Вскоре он снова стоял перед воротами их особняка и смотрел на него сквозь железную решетку ограды. Во дворе буйно цвели коричные деревья, золотистые и серебряные лепестки усеяли все газоны и цементную дорожку. Из трещин между камнями доносился стрекот насекомых. Мать-природа исполняла свой концерт. В левой и правой комнатах горел свет — очевидно, Цзиншу еще не легла, а Ли Лэн только что вернулся домой. Дасиню хотелось войти, но он не решался нарушить тишину и спокойствие дома и отложил визит на завтра. Постояв перед воротами еще немного, он ушел.

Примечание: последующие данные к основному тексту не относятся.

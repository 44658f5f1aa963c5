//! Cryptographic Performance Benchmarks
//!
//! Benchmarks for hash functions, encryption, signatures, and post-quantum crypto.

#![no_std]
#![no_main]
#![feature(custom_test_frameworks)]
#![test_runner(veridian_kernel::bench_runner)]
#![reexport_test_harness_main = "bench_main"]

extern crate alloc;

use veridian_kernel::crypto::hash::{sha256, sha512, blake3};
use veridian_kernel::crypto::symmetric::{Aes256Gcm, ChaCha20Poly1305, SymmetricCipher};
use veridian_kernel::crypto::asymmetric::{SigningKey, key_exchange::SecretKey};
use veridian_kernel::crypto::post_quantum::{
    DilithiumSigningKey, DilithiumLevel, KyberSecretKey, KyberLevel
};
use veridian_kernel::{serial_print, serial_println, bench_function};
use alloc::vec;

#[no_mangle]
pub extern "C" fn _start() -> ! {
    bench_main();
    loop {}
}

#[panic_handler]
fn panic(info: &core::panic::PanicInfo) -> ! {
    veridian_kernel::test_panic_handler(info)
}

// ============================================================================
// Hash Function Benchmarks
// ============================================================================

#[bench_case]
fn bench_sha256_1kb() {
    serial_print!("bench_sha256_1kb... ");

    let data = vec![0x42u8; 1024];

    let (duration_ns, _) = bench_function(|| {
        sha256(&data)
    });

    let throughput_mbps = (1024.0 * 1000.0) / duration_ns as f64;
    serial_println!("{} ns ({:.2} MB/s)", duration_ns, throughput_mbps);
}

#[bench_case]
fn bench_sha512_1kb() {
    serial_print!("bench_sha512_1kb... ");

    let data = vec![0x42u8; 1024];

    let (duration_ns, _) = bench_function(|| {
        sha512(&data)
    });

    let throughput_mbps = (1024.0 * 1000.0) / duration_ns as f64;
    serial_println!("{} ns ({:.2} MB/s)", duration_ns, throughput_mbps);
}

#[bench_case]
fn bench_blake3_1kb() {
    serial_print!("bench_blake3_1kb... ");

    let data = vec![0x42u8; 1024];

    let (duration_ns, _) = bench_function(|| {
        blake3(&data)
    });

    let throughput_mbps = (1024.0 * 1000.0) / duration_ns as f64;
    serial_println!("{} ns ({:.2} MB/s)", duration_ns, throughput_mbps);
}

// ============================================================================
// Symmetric Encryption Benchmarks
// ============================================================================

#[bench_case]
fn bench_aes256gcm_encrypt_1kb() {
    serial_print!("bench_aes256gcm_encrypt_1kb... ");

    let key = [0x42u8; 32];
    let nonce = [0x01u8; 12];
    let data = vec![0xAAu8; 1024];

    let cipher = Aes256Gcm::new(&key).expect("Failed to create cipher");

    let (duration_ns, _) = bench_function(|| {
        cipher.encrypt(&data, &nonce).expect("Encryption failed")
    });

    let throughput_mbps = (1024.0 * 1000.0) / duration_ns as f64;
    serial_println!("{} ns ({:.2} MB/s)", duration_ns, throughput_mbps);
}

#[bench_case]
fn bench_chacha20poly1305_encrypt_1kb() {
    serial_print!("bench_chacha20poly1305_encrypt_1kb... ");

    let key = [0x42u8; 32];
    let nonce = [0x01u8; 12];
    let data = vec![0xAAu8; 1024];

    let cipher = ChaCha20Poly1305::new(&key).expect("Failed to create cipher");

    let (duration_ns, _) = bench_function(|| {
        cipher.encrypt(&data, &nonce).expect("Encryption failed")
    });

    let throughput_mbps = (1024.0 * 1000.0) / duration_ns as f64;
    serial_println!("{} ns ({:.2} MB/s)", duration_ns, throughput_mbps);
}

// ============================================================================
// Asymmetric Cryptography Benchmarks
// ============================================================================

#[bench_case]
fn bench_ed25519_sign() {
    serial_print!("bench_ed25519_sign... ");

    let signing_key = SigningKey::generate().expect("Failed to generate key");
    let message = b"Benchmark message for Ed25519 signing";

    let (duration_ns, _) = bench_function(|| {
        signing_key.sign(message).expect("Signing failed")
    });

    serial_println!("{} ns ({:.2} ops/sec)", duration_ns, 1_000_000_000.0 / duration_ns as f64);
}

#[bench_case]
fn bench_ed25519_verify() {
    serial_print!("bench_ed25519_verify... ");

    let signing_key = SigningKey::generate().expect("Failed to generate key");
    let verifying_key = signing_key.verifying_key();
    let message = b"Benchmark message for Ed25519 verification";
    let signature = signing_key.sign(message).expect("Signing failed");

    let (duration_ns, _) = bench_function(|| {
        verifying_key.verify(message, &signature).expect("Verification failed")
    });

    serial_println!("{} ns ({:.2} ops/sec)", duration_ns, 1_000_000_000.0 / duration_ns as f64);
}

#[bench_case]
fn bench_x25519_key_exchange() {
    serial_print!("bench_x25519_key_exchange... ");

    let alice_secret = SecretKey::generate().expect("Failed to generate key");
    let bob_secret = SecretKey::generate().expect("Failed to generate key");
    let bob_public = bob_secret.public_key();

    let (duration_ns, _) = bench_function(|| {
        alice_secret.exchange(&bob_public).expect("Key exchange failed")
    });

    serial_println!("{} ns ({:.2} ops/sec)", duration_ns, 1_000_000_000.0 / duration_ns as f64);
}

// ============================================================================
// Post-Quantum Cryptography Benchmarks
// ============================================================================

#[bench_case]
fn bench_dilithium2_keygen() {
    serial_print!("bench_dilithium2_keygen... ");

    let (duration_ns, _) = bench_function(|| {
        DilithiumSigningKey::generate(DilithiumLevel::Level2).expect("Keygen failed")
    });

    serial_println!("{} ns ({:.2} ops/sec)", duration_ns, 1_000_000_000.0 / duration_ns as f64);
}

#[bench_case]
fn bench_dilithium2_sign() {
    serial_print!("bench_dilithium2_sign... ");

    let signing_key = DilithiumSigningKey::generate(DilithiumLevel::Level2)
        .expect("Keygen failed");
    let message = b"Benchmark message for Dilithium signing";

    let (duration_ns, _) = bench_function(|| {
        signing_key.sign(message).expect("Signing failed")
    });

    serial_println!("{} ns ({:.2} ops/sec)", duration_ns, 1_000_000_000.0 / duration_ns as f64);
}

#[bench_case]
fn bench_dilithium2_verify() {
    serial_print!("bench_dilithium2_verify... ");

    let signing_key = DilithiumSigningKey::generate(DilithiumLevel::Level2)
        .expect("Keygen failed");
    let verifying_key = signing_key.verifying_key();
    let message = b"Benchmark message for Dilithium verification";
    let signature = signing_key.sign(message).expect("Signing failed");

    let (duration_ns, _) = bench_function(|| {
        verifying_key.verify(message, &signature).expect("Verification failed")
    });

    serial_println!("{} ns ({:.2} ops/sec)", duration_ns, 1_000_000_000.0 / duration_ns as f64);
}

#[bench_case]
fn bench_kyber768_keygen() {
    serial_print!("bench_kyber768_keygen... ");

    let (duration_ns, _) = bench_function(|| {
        KyberSecretKey::generate(KyberLevel::Kyber768).expect("Keygen failed")
    });

    serial_println!("{} ns ({:.2} ops/sec)", duration_ns, 1_000_000_000.0 / duration_ns as f64);
}

#[bench_case]
fn bench_kyber768_encapsulate() {
    serial_print!("bench_kyber768_encapsulate... ");

    let secret_key = KyberSecretKey::generate(KyberLevel::Kyber768)
        .expect("Keygen failed");
    let public_key = secret_key.public_key();

    let (duration_ns, _) = bench_function(|| {
        public_key.encapsulate().expect("Encapsulation failed")
    });

    serial_println!("{} ns ({:.2} ops/sec)", duration_ns, 1_000_000_000.0 / duration_ns as f64);
}

#[bench_case]
fn bench_kyber768_decapsulate() {
    serial_print!("bench_kyber768_decapsulate... ");

    let secret_key = KyberSecretKey::generate(KyberLevel::Kyber768)
        .expect("Keygen failed");
    let public_key = secret_key.public_key();
    let (ciphertext, _) = public_key.encapsulate().expect("Encapsulation failed");

    let (duration_ns, _) = bench_function(|| {
        secret_key.decapsulate(&ciphertext).expect("Decapsulation failed")
    });

    serial_println!("{} ns ({:.2} ops/sec)", duration_ns, 1_000_000_000.0 / duration_ns as f64);
}

// ============================================================================
// Security Feature Benchmarks
// ============================================================================

#[bench_case]
fn bench_aslr_address_randomization() {
    serial_print!("bench_aslr_address_randomization... ");

    use veridian_kernel::security::memory_protection::{Aslr, RegionType};

    let aslr = Aslr::new().expect("Failed to create ASLR");

    let (duration_ns, _) = bench_function(|| {
        aslr.randomize_address(0x400000, RegionType::Stack)
    });

    serial_println!("{} ns ({:.2} M ops/sec)", duration_ns, 1000.0 / duration_ns as f64);
}

#[bench_case]
fn bench_stack_canary_generation() {
    serial_print!("bench_stack_canary_generation... ");

    use veridian_kernel::security::memory_protection::StackCanary;

    let (duration_ns, _) = bench_function(|| {
        StackCanary::new()
    });

    serial_println!("{} ns ({:.2} M ops/sec)", duration_ns, 1000.0 / duration_ns as f64);
}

Дойдя до конца улицы, перед поворотом он вдруг увидел висящую на фонарном столбе деревянную клетку. В ней лежала голова с отсеченной щекой — голова Чжан Вэйцюня. Он догадался, что это ему лишь привиделось, но тут же чей-то голос зашептал ему в ухо: «Если умру я один — это не имеет значения». Перед его увлажненными глазами промелькнули мечи, пули, плаха, здание тюрьмы… И тут ему стало ясно до конца: судьба уже произнесла над ним свой приговор, человеческое счастье не для него, врата счастья закрыты перед ним. Даже она, с ее чистой, великой любовью, не властна изменить в лучшую сторону его судьбу, не в силах дать ему возможность вновь ощутить радость существования. Смерть все равно придет! Пусть сейчас он откажется от своего плана, убежит от гибели, но все равно мечи, пули, плаха, тюрьма когда-нибудь настигнут его. Мирные средства пропаганды… и все равно воздаянием станет смерть. Так чем покорно, как барашек, ждать, когда тебя зарежут, не лучше ли самому нанести первый удар… Отомстить за легионы страждущих! Да, завтра он пойдет на смерть.

От этих мыслей, как ни странно, ровнее стало биться сердце, прояснилось в голове. Ему захотелось перед смертью еще раз взглянуть на любимую девушку, и он снова вернулся к ее дому. Желтые и белые цветы коричного дерева по-прежнему падали на землю, освещенную луной. В правой части дома свет погас, оттуда не доносилось ни звука, и тем отчетливее звучал стрекот сверчков. Внутренность комнаты была скрыта белым оконным занавесом. Одной рукой сжимая холодный металл решетки, другой подпирая подбородок, он погрузился в мечты. Прошло довольно много времени, прежде чем бой часов в комнате Цзиншу нарушил тишину ночи. Как тоскливы были эти звуки, долго реявшие в неподвижном воздухе! Для него они прозвучали как похоронный колокол, возвещающий приход его последнего дня. Часы пробили полночь, и он, поняв, что дальнейшее ожидание не имеет смысла, собрался уходить. Все же перед этим он легонько постучал по решетке, пролил несколько слезинок и произнес полным печали голосом последнюю фразу: «Цзиншу, я ушел!»